### Problem requirements
Scan the entries for the word "canonical". Every line that has it should be copied.

====================

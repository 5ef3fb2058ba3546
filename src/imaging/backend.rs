//! Image codec backend trait and shared types.
//!
//! The [`ImageBackend`] trait defines the two operations the pipeline needs
//! from an image codec: identify (oriented dimensions) and render (decode,
//! rotate, crop, resize, encode in one pass).
//!
//! The production implementation is
//! [`RustBackend`](super::rust_backend::RustBackend), built on the `image`
//! crate. Backends are synchronous; async callers move them onto the
//! blocking pool (see [`LocalRenderer`](crate::render::LocalRenderer)).

use super::params::RenderParams;
use std::path::Path;
use thiserror::Error;

#[derive(Error, Debug)]
pub enum BackendError {
    #[error("IO error: {0}")]
    Io(#[from] std::io::Error),
    #[error("Processing failed: {0}")]
    ProcessingFailed(String),
}

/// Result of an identify operation.
#[derive(Debug, Clone, Copy, PartialEq, Eq)]
pub struct Dimensions {
    pub width: u32,
    pub height: u32,
}

/// Trait for image codec backends.
///
/// Implementations must be deterministic: the same params over the same
/// source produce byte-identical output.
pub trait ImageBackend: Send + Sync {
    /// Get image dimensions after EXIF orientation is applied.
    fn identify(&self, path: &Path) -> Result<Dimensions, BackendError>;

    /// Execute a render and return the encoded bytes.
    fn render(&self, params: &RenderParams) -> Result<Vec<u8>, BackendError>;
}
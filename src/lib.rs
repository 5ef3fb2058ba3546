//! # Darkroom
//!
//! The image-processing core of a desktop photo manager: metadata
//! extraction at import, edit-aware rendering, collision-safe export and a
//! per-photo thumbnail cache.
//!
//! # Data Flow
//!
//! ```text
//! Photo + PhotoWork + RenderOptions
//!     │
//!     ├─► imaging::calculations   (target size, crop region)
//!     ├─► render                  (decode → rotate → crop → resize → encode)
//!     └─► export / thumbnail      (file on disk)
//!
//! metadata   (runs independently at import: MetaData + tags)
//! ```
//!
//! Photos and their edits are owned by a storage collaborator. Everything in
//! this crate receives them as read-only snapshots through
//! [`store::PhotoWorkSource`] and never writes edit state back.
//!
//! # Module Map
//!
//! | Module | Role |
//! |--------|------|
//! | [`types`] | `Photo`, `PhotoWork`, `Size`, `OutputFormat`, `RenderOptions` |
//! | [`imaging`] | Geometry, codec backend, JPEG segment scanner |
//! | [`metadata`] | EXIF/XMP/IPTC reading and normalisation into `MetaData` |
//! | [`queue`] | Serial job queue that coalesces pending submissions |
//! | [`render`] | Render planning, local and channel-delegated renderers |
//! | [`store`] | Sources of pending edits (in-memory, JSON sidecar) |
//! | [`naming`] | Export file names and collision suffixes |
//! | [`export`] | Export orchestration: size policy, naming, metadata copy |
//! | [`thumbnail`] | Thumbnail cache on top of the job queue |
//! | [`config`] | `darkroom.toml` loading, merging and validation |
//! | [`output`] | CLI output formatting |
//!
//! # Design Decisions
//!
//! ## Master Geometry Is Post-Orientation
//!
//! `Photo::master_width/height` describe the image as displayed, after its
//! EXIF orientation is applied. The backend applies orientation on decode, so
//! rotation and crop coordinates from the editor line up with what the user
//! saw.
//!
//! ## Renders Behind a Trait
//!
//! Callers hold an `Arc<dyn Renderer>`. Rendering can run on the blocking pool
//! ([`render::LocalRenderer`]) or be delegated over a channel to a dedicated
//! render task ([`render::RemoteRenderer`]). Both produce the same bytes; each
//! call awaits exactly one reply.
//!
//! ## External Metadata Copy
//!
//! Exports can carry the master's metadata across by invoking `exiftool`.
//! The tool is optional: a missing binary, a failure or a timeout is logged
//! and the export still succeeds.

pub mod config;
pub mod export;
pub mod imaging;
pub mod metadata;
pub mod naming;
pub mod output;
pub mod queue;
pub mod render;
pub mod store;
pub mod thumbnail;
pub mod types;

#[cfg(test)]
pub(crate) mod test_helpers;
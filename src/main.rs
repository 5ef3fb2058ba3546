use clap::{Parser, Subcommand};
use darkroom::config::{self, PipelineConfig};
use darkroom::export::{ExportOptions, ExportRequest, Exporter, MetadataTool, SizePresets};
use darkroom::imaging::{ImageBackend, RustBackend, is_supported_image};
use darkroom::metadata::MetadataExtractor;
use darkroom::output;
use darkroom::render::{LocalRenderer, RemoteRenderer, Renderer, serve_renders};
use darkroom::store::{JsonWorkStore, PhotoWorkSource};
use darkroom::thumbnail::ThumbnailService;
use darkroom::types::{Photo, PhotoId};
use log::LevelFilter;
use std::error::Error;
use std::path::{Path, PathBuf};
use std::sync::Arc;
use std::time::{SystemTime, UNIX_EPOCH};

#[derive(Parser)]
#[command(name = "darkroom")]
#[command(about = "Photo metadata, export and thumbnail pipeline")]
#[command(long_about = "\
Photo metadata, export and thumbnail pipeline

Pending edits (rotation, crop) are read from a darkroom.json sidecar next to
each photo:

  photos/
  ├── darkroom.json        # {\"version\": 1, \"photos\": {\"IMG_1.JPG\": {\"rotationTurns\": 1}}}
  ├── IMG_1.JPG
  └── IMG_2.JPG

Export sizes:
  S, M, L      pixel budgets from [export] (6000, 200000, 1000000 by default)
  original     edited size, no resize
  custom       --side width|height --pixels N

Run 'darkroom gen-config' to generate a documented darkroom.toml.")]
#[command(version)]
struct Cli {
    /// Config file (default: ./darkroom.toml if present)
    #[arg(long, global = true)]
    config: Option<PathBuf>,

    /// Increase log verbosity (-v debug, -vv trace)
    #[arg(short, long, action = clap::ArgAction::Count, global = true)]
    verbose: u8,

    #[command(subcommand)]
    command: Command,
}

#[derive(Subcommand)]
enum Command {
    /// Print a metadata summary for each photo
    Meta {
        files: Vec<PathBuf>,
        /// Print JSON instead of text
        #[arg(long)]
        json: bool,
    },
    /// Dump every readable metadata segment of a photo
    Exif {
        file: PathBuf,
        #[arg(long)]
        json: bool,
    },
    /// Render photos with their edits into a folder
    Export(ExportArgs),
    /// Create missing thumbnails
    Thumbnail { files: Vec<PathBuf> },
    /// Print a stock darkroom.toml with all options documented
    GenConfig,
}

#[derive(clap::Args)]
struct ExportArgs {
    files: Vec<PathBuf>,
    /// Destination folder
    #[arg(long)]
    to: PathBuf,
    /// S, M, L, original or custom
    #[arg(long, default_value = "original")]
    size: String,
    /// Constrained side for --size custom: width or height
    #[arg(long)]
    side: Option<String>,
    /// Length of the constrained side for --size custom
    #[arg(long)]
    pixels: Option<u32>,
    /// jpg, webp or png
    #[arg(long, default_value = "jpg")]
    format: String,
    /// Encoding quality from 0.0 to 1.0
    #[arg(long, default_value_t = 0.9)]
    quality: f32,
    /// like-original or sequence
    #[arg(long, default_value = "like-original")]
    naming: String,
    /// File name prefix for sequence naming
    #[arg(long)]
    prefix: Option<String>,
    /// Copy the master's metadata onto each export
    #[arg(long)]
    with_metadata: bool,
    /// Replace existing files instead of adding a _NNN suffix
    #[arg(long)]
    overwrite: bool,
}

#[tokio::main]
async fn main() -> Result<(), Box<dyn Error>> {
    let cli = Cli::parse();
    init_logging(cli.verbose);

    match cli.command {
        Command::Meta { files, json } => {
            let extractor = MetadataExtractor::new();
            for file in &files {
                let meta = extractor.extract_summary(file);
                if json {
                    println!("{}", serde_json::to_string_pretty(&meta)?);
                } else {
                    output::print_metadata(file, &meta);
                }
            }
        }
        Command::Exif { file, json } => match MetadataExtractor::new().extract_raw_segments(&file) {
            Some(data) if json => println!("{}", serde_json::to_string_pretty(&data)?),
            Some(data) => output::print_exif(&data),
            None => println!("No metadata in {}", file.display()),
        },
        Command::Export(args) => {
            let config = load_config(cli.config.as_deref())?;
            export(&config, args).await?;
        }
        Command::Thumbnail { files } => {
            let config = load_config(cli.config.as_deref())?;
            thumbnails(&config, &files).await?;
        }
        Command::GenConfig => {
            print!("{}", config::stock_config_toml());
        }
    }

    Ok(())
}

/// `info` by default, raised by `-v`, overridable through `RUST_LOG`.
fn init_logging(verbose: u8) {
    let level = match verbose {
        0 => LevelFilter::Info,
        1 => LevelFilter::Debug,
        _ => LevelFilter::Trace,
    };
    env_logger::Builder::new()
        .filter_level(level)
        .parse_default_env()
        .init();
}

fn load_config(path: Option<&Path>) -> Result<PipelineConfig, config::ConfigError> {
    match path {
        Some(p) => config::load_config_file(p),
        None => config::load_config(Path::new(".")),
    }
}

/// Local renderer, or a render task behind a channel when delegation is on.
fn build_renderer(config: &PipelineConfig) -> Arc<dyn Renderer> {
    let local: Arc<dyn Renderer> = Arc::new(LocalRenderer::new(RustBackend::new()));
    if config.render.delegate {
        let (remote, rx) = RemoteRenderer::channel(1);
        tokio::spawn(serve_renders(rx, local));
        Arc::new(remote)
    } else {
        local
    }
}

fn epoch_millis(time: SystemTime) -> i64 {
    time.duration_since(UNIX_EPOCH)
        .map(|d| d.as_millis() as i64)
        .unwrap_or(0)
}

/// Stable id for a file: FNV-1a over its canonical path.
fn photo_id_for(path: &Path) -> PhotoId {
    let canonical = path.canonicalize().unwrap_or_else(|_| path.to_path_buf());
    canonical
        .to_string_lossy()
        .bytes()
        .fold(0xcbf2_9ce4_8422_2325, |hash, byte| {
            (hash ^ u64::from(byte)).wrapping_mul(0x0100_0000_01b3)
        })
}

/// Build a photo record for a file on disk, with edited size from its sidecar.
async fn load_photo(path: &Path, works: &JsonWorkStore) -> Result<Photo, Box<dyn Error>> {
    if !is_supported_image(path) {
        return Err(format!("unsupported image type: {}", path.display()).into());
    }
    let id = photo_id_for(path);
    let dims = RustBackend::new().identify(path)?;
    let meta = std::fs::metadata(path)?;
    let modified = epoch_millis(meta.modified()?);
    let created = meta.created().map(epoch_millis).unwrap_or(modified);

    let master_dir = match path.parent() {
        Some(p) if !p.as_os_str().is_empty() => p.to_path_buf(),
        _ => PathBuf::from("."),
    };
    let master_filename = path
        .file_name()
        .map(|f| f.to_string_lossy().into_owned())
        .ok_or_else(|| format!("not a file: {}", path.display()))?;

    let photo = Photo {
        id,
        master_dir,
        master_filename,
        master_width: dims.width,
        master_height: dims.height,
        master_is_raw: false,
        edited_width: None,
        edited_height: None,
        created_at: created,
        updated_at: modified,
        imported_at: epoch_millis(SystemTime::now()),
        flagged: false,
        trashed: false,
    };
    let work = works.photo_work(&photo).await?;
    Ok(photo.with_work(&work))
}

async fn export(config: &PipelineConfig, args: ExportArgs) -> Result<(), Box<dyn Error>> {
    let options = ExportOptions::try_from(ExportRequest {
        format: args.format,
        quality: args.quality,
        size: args.size,
        custom_size_side: args.side,
        custom_size_pixels: args.pixels,
        with_metadata: args.with_metadata,
        file_name_style: args.naming,
        file_name_prefix: args.prefix,
        folder_path: args.to,
    })?;

    let works = Arc::new(JsonWorkStore::new());
    let exporter = Exporter::new(
        build_renderer(config),
        works.clone(),
        SizePresets::from(&config.export),
        MetadataTool::from(&config.metadata),
    );

    let mut failed = 0;
    for (index, file) in args.files.iter().enumerate() {
        let result = match load_photo(file, &works).await {
            Ok(photo) => exporter
                .export_photo(&photo, index, &options, args.overwrite)
                .await
                .map_err(|e| e.to_string()),
            Err(e) => Err(e.to_string()),
        };
        if result.is_err() {
            failed += 1;
        }
        println!("{}", output::format_result(index + 1, file, &result));
    }

    println!(
        "{}",
        output::format_summary("Exported", args.files.len() - failed, failed)
    );
    if failed > 0 {
        return Err(format!("{} of {} exports failed", failed, args.files.len()).into());
    }
    Ok(())
}

async fn thumbnails(config: &PipelineConfig, files: &[PathBuf]) -> Result<(), Box<dyn Error>> {
    let works = Arc::new(JsonWorkStore::new());
    let service = ThumbnailService::new(build_renderer(config), works.clone(), &config.thumbnails);

    let mut failed = 0;
    for (index, file) in files.iter().enumerate() {
        let result = match load_photo(file, &works).await {
            Ok(photo) => service
                .ensure_thumbnail(&photo)
                .await
                .map_err(|e| match e.failure() {
                    Some(inner) => inner.to_string(),
                    None => e.to_string(),
                }),
            Err(e) => Err(e.to_string()),
        };
        if result.is_err() {
            failed += 1;
        }
        println!("{}", output::format_result(index + 1, file, &result));
    }

    println!(
        "{}",
        output::format_summary("Thumbnailed", files.len() - failed, failed)
    );
    if failed > 0 {
        return Err(format!("{} of {} thumbnails failed", failed, files.len()).into());
    }
    Ok(())
}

====================

### Completed task
/// Stable id for a file: FNV-1a over its canonical path.
    let canonical = path.canonicalize().unwrap_or_else(|_| path.to_path_buf());
    canonical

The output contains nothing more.